What you need to do:
Check every line of the data below for the word "Option", then give only the number of lines that have it.

:: Dataset ::

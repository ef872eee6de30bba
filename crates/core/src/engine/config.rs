//! Configuration for the engine module.

use serde::{Deserialize, Serialize};
use std::path::PathBuf;

use super::backend::Backend;

/// Configuration for the ffmpeg engine.
#[derive(Debug, Clone, Serialize, Deserialize)]
pub struct EngineConfig {
    /// Path to ffmpeg binary.
    #[serde(default = "default_ffmpeg_path")]
    pub ffmpeg_path: PathBuf,

    /// Timeout for a single capability probe in seconds.
    #[serde(default = "default_probe_timeout")]
    pub probe_timeout_secs: u64,

    /// Timeout for a single render in seconds.
    #[serde(default = "default_run_timeout")]
    pub run_timeout_secs: u64,

    /// FFmpeg log level (quiet, panic, fatal, error, warning, info, verbose, debug, trace).
    #[serde(default = "default_log_level")]
    pub log_level: String,

    /// Additional global ffmpeg arguments.
    #[serde(default)]
    pub extra_args: Vec<String>,

    /// Backend to try first instead of auto-detecting.
    #[serde(default, skip_serializing_if = "Option::is_none")]
    pub backend: Option<Backend>,
}

fn default_ffmpeg_path() -> PathBuf {
    PathBuf::from("ffmpeg")
}

fn default_probe_timeout() -> u64 {
    10
}

fn default_run_timeout() -> u64 {
    3600 // 1 hour
}

fn default_log_level() -> String {
    "error".to_string()
}

impl Default for EngineConfig {
    fn default() -> Self {
        Self {
            ffmpeg_path: default_ffmpeg_path(),
            probe_timeout_secs: default_probe_timeout(),
            run_timeout_secs: default_run_timeout(),
            log_level: default_log_level(),
            extra_args: Vec::new(),
            backend: None,
        }
    }
}

impl EngineConfig {
    /// Sets the ffmpeg binary path.
    pub fn with_ffmpeg_path(mut self, path: impl Into<PathBuf>) -> Self {
        self.ffmpeg_path = path.into();
        self
    }

    /// Sets the render timeout in seconds.
    pub fn with_run_timeout(mut self, timeout_secs: u64) -> Self {
        self.run_timeout_secs = timeout_secs;
        self
    }

    /// Pins a backend.
    pub fn with_backend(mut self, backend: Backend) -> Self {
        self.backend = Some(backend);
        self
    }
}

:::

Answer section:
2